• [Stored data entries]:
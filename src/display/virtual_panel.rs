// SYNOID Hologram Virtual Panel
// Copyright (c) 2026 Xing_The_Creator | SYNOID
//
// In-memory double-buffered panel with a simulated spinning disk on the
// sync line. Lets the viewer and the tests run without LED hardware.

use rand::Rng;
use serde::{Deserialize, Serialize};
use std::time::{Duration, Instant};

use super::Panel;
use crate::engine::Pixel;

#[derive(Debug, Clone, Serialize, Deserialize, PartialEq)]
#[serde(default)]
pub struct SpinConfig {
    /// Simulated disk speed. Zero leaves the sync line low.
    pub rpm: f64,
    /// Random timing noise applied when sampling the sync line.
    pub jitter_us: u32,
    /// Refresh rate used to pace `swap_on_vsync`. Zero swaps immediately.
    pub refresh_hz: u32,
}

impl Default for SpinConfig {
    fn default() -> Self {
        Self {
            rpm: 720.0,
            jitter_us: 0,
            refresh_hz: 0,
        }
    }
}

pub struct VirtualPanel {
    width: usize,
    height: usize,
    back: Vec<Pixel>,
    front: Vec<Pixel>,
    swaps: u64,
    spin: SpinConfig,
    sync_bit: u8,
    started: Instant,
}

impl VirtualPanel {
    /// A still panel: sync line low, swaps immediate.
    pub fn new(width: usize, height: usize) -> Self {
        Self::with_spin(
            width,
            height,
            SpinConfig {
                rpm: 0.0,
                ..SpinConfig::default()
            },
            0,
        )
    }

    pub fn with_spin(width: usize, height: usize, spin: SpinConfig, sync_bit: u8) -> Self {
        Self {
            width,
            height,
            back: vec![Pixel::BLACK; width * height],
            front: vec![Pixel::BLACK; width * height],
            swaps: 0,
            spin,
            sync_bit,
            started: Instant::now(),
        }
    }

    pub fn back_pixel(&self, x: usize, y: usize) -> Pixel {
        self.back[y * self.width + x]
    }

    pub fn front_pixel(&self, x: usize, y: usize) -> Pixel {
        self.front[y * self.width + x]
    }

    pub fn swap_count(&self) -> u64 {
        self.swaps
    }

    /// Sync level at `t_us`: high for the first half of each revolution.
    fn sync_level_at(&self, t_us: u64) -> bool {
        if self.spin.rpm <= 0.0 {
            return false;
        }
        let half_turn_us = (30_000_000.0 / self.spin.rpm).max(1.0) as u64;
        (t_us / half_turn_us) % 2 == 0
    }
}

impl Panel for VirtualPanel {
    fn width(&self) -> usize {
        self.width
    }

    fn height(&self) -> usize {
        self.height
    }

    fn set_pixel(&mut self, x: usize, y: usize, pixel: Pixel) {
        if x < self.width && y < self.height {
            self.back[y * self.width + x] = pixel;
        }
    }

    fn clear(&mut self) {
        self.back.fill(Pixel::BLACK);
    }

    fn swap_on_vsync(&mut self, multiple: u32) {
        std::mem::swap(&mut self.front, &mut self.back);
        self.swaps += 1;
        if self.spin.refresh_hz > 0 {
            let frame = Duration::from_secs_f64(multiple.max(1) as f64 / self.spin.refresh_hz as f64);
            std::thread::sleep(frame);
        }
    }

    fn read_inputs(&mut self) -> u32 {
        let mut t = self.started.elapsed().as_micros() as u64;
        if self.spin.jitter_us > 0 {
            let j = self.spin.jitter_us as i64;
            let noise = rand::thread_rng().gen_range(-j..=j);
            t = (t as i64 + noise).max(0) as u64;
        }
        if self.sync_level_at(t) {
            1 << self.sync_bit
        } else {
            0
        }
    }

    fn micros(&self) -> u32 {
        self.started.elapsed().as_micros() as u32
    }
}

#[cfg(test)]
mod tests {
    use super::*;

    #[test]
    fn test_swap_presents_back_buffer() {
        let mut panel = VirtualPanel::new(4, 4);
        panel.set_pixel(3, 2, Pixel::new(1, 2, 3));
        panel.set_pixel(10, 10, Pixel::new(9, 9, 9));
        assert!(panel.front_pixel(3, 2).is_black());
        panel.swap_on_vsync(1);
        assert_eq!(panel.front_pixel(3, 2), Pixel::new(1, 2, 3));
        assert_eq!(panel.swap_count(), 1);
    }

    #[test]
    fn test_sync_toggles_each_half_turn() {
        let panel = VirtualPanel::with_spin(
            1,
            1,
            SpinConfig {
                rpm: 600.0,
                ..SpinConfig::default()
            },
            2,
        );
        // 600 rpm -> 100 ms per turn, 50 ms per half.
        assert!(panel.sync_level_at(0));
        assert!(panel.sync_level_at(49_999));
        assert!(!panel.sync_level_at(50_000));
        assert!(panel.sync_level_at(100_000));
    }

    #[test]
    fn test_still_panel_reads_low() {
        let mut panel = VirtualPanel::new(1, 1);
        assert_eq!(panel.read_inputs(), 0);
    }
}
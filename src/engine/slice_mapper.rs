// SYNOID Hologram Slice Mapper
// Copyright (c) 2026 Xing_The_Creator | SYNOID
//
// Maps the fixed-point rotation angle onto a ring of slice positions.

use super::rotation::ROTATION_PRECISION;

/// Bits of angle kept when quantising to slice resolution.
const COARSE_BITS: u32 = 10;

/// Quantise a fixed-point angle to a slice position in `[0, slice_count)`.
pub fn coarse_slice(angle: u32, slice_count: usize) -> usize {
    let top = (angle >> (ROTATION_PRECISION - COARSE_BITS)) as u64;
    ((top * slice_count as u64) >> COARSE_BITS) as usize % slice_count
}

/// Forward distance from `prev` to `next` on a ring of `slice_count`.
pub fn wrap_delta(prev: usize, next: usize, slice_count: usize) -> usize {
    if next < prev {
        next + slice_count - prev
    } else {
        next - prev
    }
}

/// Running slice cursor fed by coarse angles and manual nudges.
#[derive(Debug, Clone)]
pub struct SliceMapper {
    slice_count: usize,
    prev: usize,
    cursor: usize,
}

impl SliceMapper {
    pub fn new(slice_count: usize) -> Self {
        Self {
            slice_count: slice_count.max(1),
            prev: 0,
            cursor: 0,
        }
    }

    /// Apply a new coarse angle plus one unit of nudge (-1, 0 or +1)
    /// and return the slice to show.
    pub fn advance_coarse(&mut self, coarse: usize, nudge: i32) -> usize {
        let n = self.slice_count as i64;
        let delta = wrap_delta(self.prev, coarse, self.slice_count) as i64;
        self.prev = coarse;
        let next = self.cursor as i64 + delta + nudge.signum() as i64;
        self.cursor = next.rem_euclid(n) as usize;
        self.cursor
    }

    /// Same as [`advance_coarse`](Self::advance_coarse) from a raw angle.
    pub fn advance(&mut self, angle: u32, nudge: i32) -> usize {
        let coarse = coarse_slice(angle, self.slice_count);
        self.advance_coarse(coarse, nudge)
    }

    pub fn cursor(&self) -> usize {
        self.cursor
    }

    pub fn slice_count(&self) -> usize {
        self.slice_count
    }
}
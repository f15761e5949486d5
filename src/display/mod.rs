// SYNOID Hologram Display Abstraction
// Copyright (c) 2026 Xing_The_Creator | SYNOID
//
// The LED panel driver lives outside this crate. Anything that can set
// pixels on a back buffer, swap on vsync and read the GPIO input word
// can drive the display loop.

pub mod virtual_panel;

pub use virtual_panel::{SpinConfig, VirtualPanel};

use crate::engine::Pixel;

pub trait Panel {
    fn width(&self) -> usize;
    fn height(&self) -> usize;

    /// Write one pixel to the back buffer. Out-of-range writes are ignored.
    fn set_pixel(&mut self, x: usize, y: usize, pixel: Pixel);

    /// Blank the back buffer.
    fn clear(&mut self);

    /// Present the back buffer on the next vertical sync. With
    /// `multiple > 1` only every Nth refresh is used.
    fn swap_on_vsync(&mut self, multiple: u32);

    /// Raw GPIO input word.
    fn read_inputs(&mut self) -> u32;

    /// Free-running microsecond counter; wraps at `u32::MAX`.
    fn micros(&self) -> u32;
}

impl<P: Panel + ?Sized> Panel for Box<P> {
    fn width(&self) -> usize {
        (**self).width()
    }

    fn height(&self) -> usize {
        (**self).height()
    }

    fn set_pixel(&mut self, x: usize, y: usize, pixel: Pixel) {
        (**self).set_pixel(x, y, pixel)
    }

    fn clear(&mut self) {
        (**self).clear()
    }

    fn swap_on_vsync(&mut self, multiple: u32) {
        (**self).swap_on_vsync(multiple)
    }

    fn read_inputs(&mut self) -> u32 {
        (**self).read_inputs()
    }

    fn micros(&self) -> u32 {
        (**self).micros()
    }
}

• [What you will do]:
In the entries above, the lines between the one holding "Quantise a fixed-point" and the one holding "let delta = wrap_delta(self.prev, coarse, self.slice_count)", inclusive, are to be printed exactly as written, and those alone.

• [Task solution]:
/// Quantise a fixed-point angle to a slice position in `[0, slice_count)`.
pub fn coarse_slice(angle: u32, slice_count: usize) -> usize {
    let top = (angle >> (ROTATION_PRECISION - COARSE_BITS)) as u64;
    ((top * slice_count as u64) >> COARSE_BITS) as usize % slice_count
}

/// Forward distance from `prev` to `next` on a ring of `slice_count`.
pub fn wrap_delta(prev: usize, next: usize, slice_count: usize) -> usize {
    if next < prev {
        next + slice_count - prev
    } else {
        next - prev
    }
}

/// Running slice cursor fed by coarse angles and manual nudges.
#[derive(Debug, Clone)]
pub struct SliceMapper {
    slice_count: usize,
    prev: usize,
    cursor: usize,
}

impl SliceMapper {
    pub fn new(slice_count: usize) -> Self {
        Self {
            slice_count: slice_count.max(1),
            prev: 0,
            cursor: 0,
        }
    }

    /// Apply a new coarse angle plus one unit of nudge (-1, 0 or +1)
    /// and return the slice to show.
    pub fn advance_coarse(&mut self, coarse: usize, nudge: i32) -> usize {
        let n = self.slice_count as i64;
        let delta = wrap_delta(self.prev, coarse, self.slice_count) as i64;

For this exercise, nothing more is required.